Given this unique exposure, prudent financial institutions seek not only to limit their risk of employee dishonesty, through careful hiring and controls, but also to transfer it, through fidelity insurance. Like all insurance, though, fidelity insurance may be undermined by an insurance company’s skewed interpretation of policy wording when claims a represented. Thus, prudence also dictates careful analysis and forceful advocacy on fidelity claims.

One of the most commonly asserted insurance defenses is that the policyholder’s loss was not a “direct loss” within policy coverage. Policyholders should be encouraged by recent decisions which confirm the limited application of this defense.

“Direct Loss” Defense

Policyholders prevailed against “direct loss” defenses in two recent noteworthy decisions. In Scirex Corp. v. Federal Ins. Co., 313 F.3d 841 (3d Cir. 2002), the policyholder was a testing laboratory which ran trials for drug companies and had to replicate several studies, at no charge, when it found that its nurses had routinely submitted false observations reports. Instead of observing patients for the full required time during drug tests, the nurses released patients early and “pre-recorded” their “observations,” making the initial studies unreliable and unsuitable for the clients’ purposes. The insurance company denied coverage, arguing that the cost of re-doing the studies was an ordinary operating expense, not a “direct loss” from employee dishonesty. The Third Circuit rejected that argument, reasoning that the employees’ false reporting of clinical observations was the proximate cause of the funds lost in replicating the drug tests.

Likewise, in Building One Service Solutions, Inc. v. National Union, No. 02-311-A (U.S.D.C. E.D. Va. 11/26/2002), a federal district court reached a similar result on “direct loss,” also applying a proximate cause analysis. The court in Building One agreed with the policyholder that employee dishonesty insurance covered not just the amounts directly embezzled by an employee, but also the policyholder’s losses on contracts fraudulently entered by the employee as part of the embezzlement scheme. The dishonest employee in Building One purposely underbid on contracts awarded to the policyholder, in order to create additional accounts which he used to cover up the embezzlement. The insurance company sought to pay only the directly embezzled amounts, not the losses on the resulting contracts, claiming that business judgments and market were conditions also contributed to the loss. The trial court found disputes of fact as to causation and therefore denied the defense motion for summary judgment, after which the insurance company, facing the threat of trial, settled the claim.

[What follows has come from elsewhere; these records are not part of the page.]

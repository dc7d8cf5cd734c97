use bevy_ecs::component::Component;
use bevy_ecs::entity::Entity;
use bevy_ecs::query::With;
use bevy_ecs::world::World;
use idpick_engine::prelude::{Camera, Mesh, Transform};

use super::handle::Handle;
use super::renderer::{PickCamera, PickEntity};

/// Every entity with a `Mesh` and a `Transform`, paired with its mesh of type `M` if present.
///
/// For the GPU path `M` is `GpuMesh`, which only shows up once the render layer
/// has uploaded the geometry.
pub fn pickable_entities<M: Component>(world: &World) -> Vec<PickEntity<'_, M>> {
    // `M` is looked up per entity, a query over it would need it registered first
    let Some(mut query) = world.try_query_filtered::<(Entity, &Transform), With<Mesh>>() else {
        return Vec::new();
    };

    query
        .iter(world)
        .map(|(entity, transform)| PickEntity {
            handle: Handle::from(entity),
            world_transform: transform.to_matrix(),
            mesh: world.get::<M>(entity),
        })
        .collect()
}

/// View and projection of the main camera for a viewport with the given aspect ratio
pub fn main_camera(world: &World, aspect: f32) -> Option<PickCamera> {
    let mut query = world.try_query::<(&Camera, &Transform)>()?;

    query
        .iter(world)
        .find(|(camera, _)| camera.is_main)
        .map(|(camera, transform)| PickCamera {
            view: camera.view_matrix(transform),
            projection: camera.projection_matrix(aspect),
        })
}

/// The live entity a handle refers to, `None` if it was despawned or its slot reused
pub fn find_entity(world: &World, handle: Handle) -> Option<Entity> {
    let mut query = world.try_query::<Entity>()?;
    query
        .iter(world)
        .find(|entity| handle.refers_to(*entity))
}
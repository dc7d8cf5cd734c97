use std::sync::{Arc, Mutex};

use crate::picking::{PickTrigger, PickingConfig, ViewportSize};
use crate::prelude::*;

use super::editor_state::EditorState;

pub fn draw_ui(
    context: &LayerContext,
    ctx: &egui::Context,
    world: &Arc<Mutex<World>>,
    viewport_texture_id: Option<egui::TextureId>,
    editor_state: &mut EditorState,
) {
    let mut world = world.lock().unwrap();

    // Scene
    egui::SidePanel::left("scene")
        .default_width(200.0)
        .resizable(true)
        .show(ctx, |ui| {
            ui.heading("Scene");
            ui.separator();
            world
                .query::<(Entity, &Tag)>()
                .iter(&world)
                .for_each(|(entity, tag)| {
                    let selected = editor_state.is_entity_selected(entity);
                    if ui.selectable_label(selected, &tag.label).clicked() {
                        editor_state.select_entity(entity, tag.clone());
                    }
                });
        });

    let drawable = world
        .get_resource::<WindowSize>()
        .map(|size| ViewportSize::new(size.width, size.height));

    // Entity Inspector
    egui::SidePanel::right("Entity")
        .default_width(200.0)
        .resizable(true)
        .show(ctx, |ui| {
            ui.heading("Inspector");
            ui.separator();
            if let Some((entity, tag)) = &editor_state.selected_entity {
                ui.label(&tag.label);
                ui.label(format!("Handle {}", Handle::from(*entity)));
                ui.separator();

                editor_state
                    .component_inspector
                    .inspect_entity(&mut world, *entity, ui);
            } else {
                ui.label("No entity selected");
            }
        });

    // Viewport
    egui::CentralPanel::default()
        .frame(egui::Frame::NONE)
        .show(ctx, |ui| {
            let viewport_rect = ui.available_rect_before_wrap();

            let new_width = viewport_rect.width() as u32;
            let new_height = viewport_rect.height() as u32;

            if new_width > 0 && new_height > 0 {
                if let Some(mut window_size) = world.get_resource_mut::<WindowSize>() {
                    if window_size.width != new_width || window_size.height != new_height {
                        window_size.width = new_width;
                        window_size.height = new_height;
                    }
                }
            }

            match viewport_texture_id {
                Some(texture_id) => {
                    // texture pixels map 1:1 to points, so the pointer offset is a pixel position
                    let shown = drawable
                        .unwrap_or(ViewportSize::new(new_width.max(1), new_height.max(1)));
                    let size = egui::vec2(shown.width as f32, shown.height as f32);
                    let response = ui.add(
                        egui::Image::new(egui::load::SizedTexture::new(texture_id, size))
                            .fit_to_exact_size(size)
                            .sense(egui::Sense::click()),
                    );

                    if let Some(trigger) =
                        pick_trigger(ctx, &response, &editor_state.picking, drawable)
                    {
                        editor_state.request_pick(trigger);
                    }
                }
                None => {
                    ui.painter()
                        .rect_filled(viewport_rect, 0.0, egui::Color32::from_rgb(0, 0, 0));
                }
            }
        });

    // floating panel for stats
    egui::Window::new("Stats")
        .default_pos(egui::pos2(220.0, 20.0))
        .resizable(true)
        .show(ctx, |ui| {
            ui.label("Rendering Stats:");
            ui.separator();
            let dt = context.delta_time.as_millis();
            ui.label(format!("Frame Time: {} ms", dt));

            let last_pick = match editor_state.last_pick {
                Some(PickOutcome::Selected(handle)) => format!("selected {}", handle),
                Some(PickOutcome::Cleared) => "nothing".to_string(),
                Some(PickOutcome::Skipped) => "skipped".to_string(),
                Some(PickOutcome::Failed) => "failed".to_string(),
                None => "-".to_string(),
            };
            ui.label(format!("Last Pick: {}", last_pick));
        });
}

/// A pick request if the viewport was clicked or the pick key pressed this frame
fn pick_trigger(
    ctx: &egui::Context,
    response: &egui::Response,
    config: &PickingConfig,
    drawable: Option<ViewportSize>,
) -> Option<PickTrigger> {
    let clicked = config.pick_on_click && response.clicked();
    let key_pressed = config
        .pick_key
        .is_some_and(|key| !ctx.wants_keyboard_input() && ctx.input(|i| i.key_pressed(key)));

    if !clicked && !key_pressed {
        return None;
    }

    let pointer = if clicked {
        response.interact_pointer_pos()
    } else {
        ctx.input(|i| i.pointer.latest_pos())
    }?;
    let local = pointer - response.rect.min;

    let full = ViewportSize::new(response.rect.width() as u32, response.rect.height() as u32);
    Some(PickTrigger {
        mouse: Point2::new(local.x, local.y),
        viewport: ViewportSize::resolve(drawable, full),
    })
}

The proximate cause analysis in Scirex and Building One is consistent with many other decisions. Losses resulting from employee dishonesty need not result immediately or be isolated from all other causes to be covered under fidelity insurance. The losses which can result “directly” from employee dishonesty are as varied as employee dishonesty itself, and can include not only contract fulfillment, as in Scirex and Building One, but also loan losses and even judgments or settlements in favor of third parties.


The risks transferred by modern fidelity insurance policies maybe much broader than insurance companies admit when claims arise. Policy language varies, but the cases show that fidelity insurers often assert defenses which have no support in the policy language or rely on ambiguous language that, if challenged, will be construed in favor of coverage. Prudent financial institutions should vigorously dispute those defenses. If legitimate fidelity claims are not accepted and paid, then policyholders have transferred only premium, not risk.